**WORK ORDER**
Take the data from its first line. Print each line exactly until the line containing "satu envelope kosong." has been printed too.
Top of DATA TO EXAMINE
//! Zero-Allocation Fragment Encoder/Decoder
//!
//! `Encoder` memecah payload sembarang panjang menjadi beberapa `Envelope<CAP>`
//! (satu envelope per slot ring buffer). `Decoder` menyusunnya kembali ke
//! buffer yang di-alokasi sekali saat init.

use std::fmt;

use super::envelope::{Envelope, FLAG_CONTINUED, FLAG_MORE};
use crate::error::DecodeError;

/// Encoder dengan sequence counter yang naik per envelope.
#[derive(Debug)]
pub struct Encoder<const CAP: usize> {
    next_sequence: u64,
}

impl<const CAP: usize> Encoder<CAP> {
    /// Ukuran fragment; envelope tanpa kapasitas tidak bisa membawa data.
    const CHUNK: usize = {
        assert!(CAP > 0, "envelope capacity must be non-zero");
        CAP
    };

    pub fn new() -> Self {
        Self::starting_at(0)
    }

    /// Mulai dari sequence tertentu (misalnya setelah restart pipeline).
    pub fn starting_at(sequence: u64) -> Self {
        let _ = Self::CHUNK;
        Self {
            next_sequence: sequence,
        }
    }

    /// Sequence yang akan dipakai envelope berikutnya.
    #[inline(always)]
    pub fn next_sequence(&self) -> u64 {
        self.next_sequence
    }

    /// Encode satu pesan menjadi iterator fragment.
    ///
    /// Semua fragment kecuali yang terakhir membawa `FLAG_MORE`, semua kecuali
    /// yang pertama membawa `FLAG_CONTINUED`. Payload kosong tetap menghasilkan
    /// satu envelope kosong.
    pub fn encode<'a>(&'a mut self, tag: u8, payload: &'a [u8]) -> Fragments<'a, CAP> {
        Fragments {
            encoder: self,
            tag,
            remaining: payload,
            first: true,
            done: false,
        }
    }

    /// Jumlah envelope yang dibutuhkan untuk payload sepanjang `len`.
    #[inline(always)]
    pub fn fragments_for(len: usize) -> usize {
        if len == 0 {
            1
        } else {
            len / Self::CHUNK + (len % Self::CHUNK != 0) as usize
        }
    }
}

impl<const CAP: usize> Default for Encoder<CAP> {
    fn default() -> Self {
        Self::new()
    }
}

/// Iterator fragment dari [`Encoder::encode`].
pub struct Fragments<'a, const CAP: usize> {
    encoder: &'a mut Encoder<CAP>,
    tag: u8,
    remaining: &'a [u8],
    first: bool,
    done: bool,
}

impl<const CAP: usize> Iterator for Fragments<'_, CAP> {
    type Item = Envelope<CAP>;

    fn next(&mut self) -> Option<Self::Item> {
        if self.done {
            return None;
        }

        let take = self.remaining.len().min(Encoder::<CAP>::CHUNK);
        let (chunk, rest) = self.remaining.split_at(take);
        self.remaining = rest;

        let mut flags = 0;
        if !self.first {
            flags |= FLAG_CONTINUED;
        }
        if rest.is_empty() {
            self.done = true;
        } else {
            flags |= FLAG_MORE;
        }
        self.first = false;

        let sequence = self.encoder.next_sequence;
        self.encoder.next_sequence = sequence.wrapping_add(1);

        Some(Envelope::from_chunk(self.tag, flags, sequence, chunk))
    }

    fn size_hint(&self) -> (usize, Option<usize>) {
        if self.done {
            return (0, Some(0));
        }
        let n = Encoder::<CAP>::fragments_for(self.remaining.len());
        (n, Some(n))
    }
}

impl<const CAP: usize> ExactSizeIterator for Fragments<'_, CAP> {}

/// Pesan hasil reassembly (view ke buffer decoder)
#[derive(Debug, PartialEq, Eq)]
pub struct Message<'a> {
    pub tag: u8,
    pub payload: &'a [u8],
}

/// Decoder dengan reassembly buffer pre-allocated
pub struct Decoder {
    buffer: Box<[u8]>,
    len: usize,
    tag: u8,
    expected: Option<u64>,
    in_message: bool,
    dropped_partials: u64,
}

impl Decoder {
    /// Membuat decoder untuk pesan sampai `max_message_len` byte.
    pub fn new(max_message_len: usize) -> Self {
        Self {
            buffer: vec![0u8; max_message_len].into_boxed_slice(),
            len: 0,
            tag: 0,
            expected: None,
            in_message: false,
            dropped_partials: 0,
        }
    }

    /// Panjang pesan maksimal.
    #[inline(always)]
    pub fn capacity(&self) -> usize {
        self.buffer.len()
    }

    /// Ada pesan parsial yang belum lengkap?
    #[inline(always)]
    pub fn is_partial(&self) -> bool {
        self.in_message
    }

    /// Jumlah pesan parsial yang dibuang karena fragment awal pesan berikutnya
    /// datang sebelum pesan itu lengkap.
    #[inline(always)]
    pub fn dropped_partials(&self) -> u64 {
        self.dropped_partials
    }

    /// Buang pesan parsial dan lupakan sequence terakhir.
    pub fn reset(&mut self) {
        self.discard();
        self.expected = None;
    }

    /// Masukkan satu envelope.
    ///
    /// Returns `Ok(None)` selama fragment belum lengkap, `Ok(Some(msg))` saat
    /// pesan selesai. Error membuang pesan parsial; envelope berikutnya
    /// diproses seperti biasa.
    ///
    /// Pesan utuh yang hilang di antara dua pesan lain bukan error: tidak ada
    /// data parsial yang rusak. Kalau sisa pesan parsial hilang dan envelope
    /// berikutnya adalah awal pesan baru, pesan parsial dibuang (dihitung di
    /// [`dropped_partials`](Self::dropped_partials)) dan pesan baru tetap
    /// diproses. `SequenceGap` hanya untuk fragment lanjutan.
    pub fn push<const CAP: usize>(
        &mut self,
        envelope: &Envelope<CAP>,
    ) -> Result<Option<Message<'_>>, DecodeError> {
        let sequence = envelope.sequence();
        let expected = self.expected;
        self.expected = Some(sequence.wrapping_add(1));

        if !envelope.is_intact() {
            self.discard();
            return Err(DecodeError::Corrupt { sequence });
        }

        if envelope.is_continuation() {
            if let Some(expected) = expected {
                if expected != sequence && self.in_message {
                    self.discard();
                    return Err(DecodeError::SequenceGap {
                        expected,
                        got: sequence,
                    });
                }
            }
            if !self.in_message {
                return Err(DecodeError::MissingStart { sequence });
            }
        } else {
            // Awal pesan baru; sisa pesan sebelumnya tidak akan datang lagi
            if self.in_message {
                self.dropped_partials += 1;
            }
            self.in_message = true;
            self.tag = envelope.tag();
            self.len = 0;
        }

        let payload = envelope.payload();
        let end = self.len + payload.len();
        if end > self.buffer.len() {
            self.discard();
            return Err(DecodeError::Overflow {
                len: end,
                max: self.buffer.len(),
            });
        }

        self.buffer[self.len..end].copy_from_slice(payload);
        self.len = end;

        if envelope.has_more() {
            return Ok(None);
        }

        self.in_message = false;
        Ok(Some(Message {
            tag: self.tag,
            payload: &self.buffer[..end],
        }))
    }

    fn discard(&mut self) {
        self.len = 0;
        self.in_message = false;
    }
}

impl fmt::Debug for Decoder {
    fn fmt(&self, f: &mut fmt::Formatter<'_>) -> fmt::Result {
        f.debug_struct("Decoder")
            .field("capacity", &self.buffer.len())
            .field("len", &self.len)
            .field("expected", &self.expected)
            .field("in_message", &self.in_message)
            .field("dropped_partials", &self.dropped_partials)
            .finish()
    }
}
Bottom of DATA TO EXAMINE
**SOLUTION TO THIS EXERCISE**
//! Zero-Allocation Fragment Encoder/Decoder
//!
//! `Encoder` memecah payload sembarang panjang menjadi beberapa `Envelope<CAP>`
//! (satu envelope per slot ring buffer). `Decoder` menyusunnya kembali ke
//! buffer yang di-alokasi sekali saat init.

use std::fmt;

use super::envelope::{Envelope, FLAG_CONTINUED, FLAG_MORE};
use crate::error::DecodeError;

/// Encoder dengan sequence counter yang naik per envelope.
#[derive(Debug)]
pub struct Encoder<const CAP: usize> {
    next_sequence: u64,
}

impl<const CAP: usize> Encoder<CAP> {
    /// Ukuran fragment; envelope tanpa kapasitas tidak bisa membawa data.
    const CHUNK: usize = {
        assert!(CAP > 0, "envelope capacity must be non-zero");
        CAP
    };

    pub fn new() -> Self {
        Self::starting_at(0)
    }

    /// Mulai dari sequence tertentu (misalnya setelah restart pipeline).
    pub fn starting_at(sequence: u64) -> Self {
        let _ = Self::CHUNK;
        Self {
            next_sequence: sequence,
        }
    }

    /// Sequence yang akan dipakai envelope berikutnya.
    #[inline(always)]
    pub fn next_sequence(&self) -> u64 {
        self.next_sequence
    }

    /// Encode satu pesan menjadi iterator fragment.
    ///
    /// Semua fragment kecuali yang terakhir membawa `FLAG_MORE`, semua kecuali
    /// yang pertama membawa `FLAG_CONTINUED`. Payload kosong tetap menghasilkan
    /// satu envelope kosong.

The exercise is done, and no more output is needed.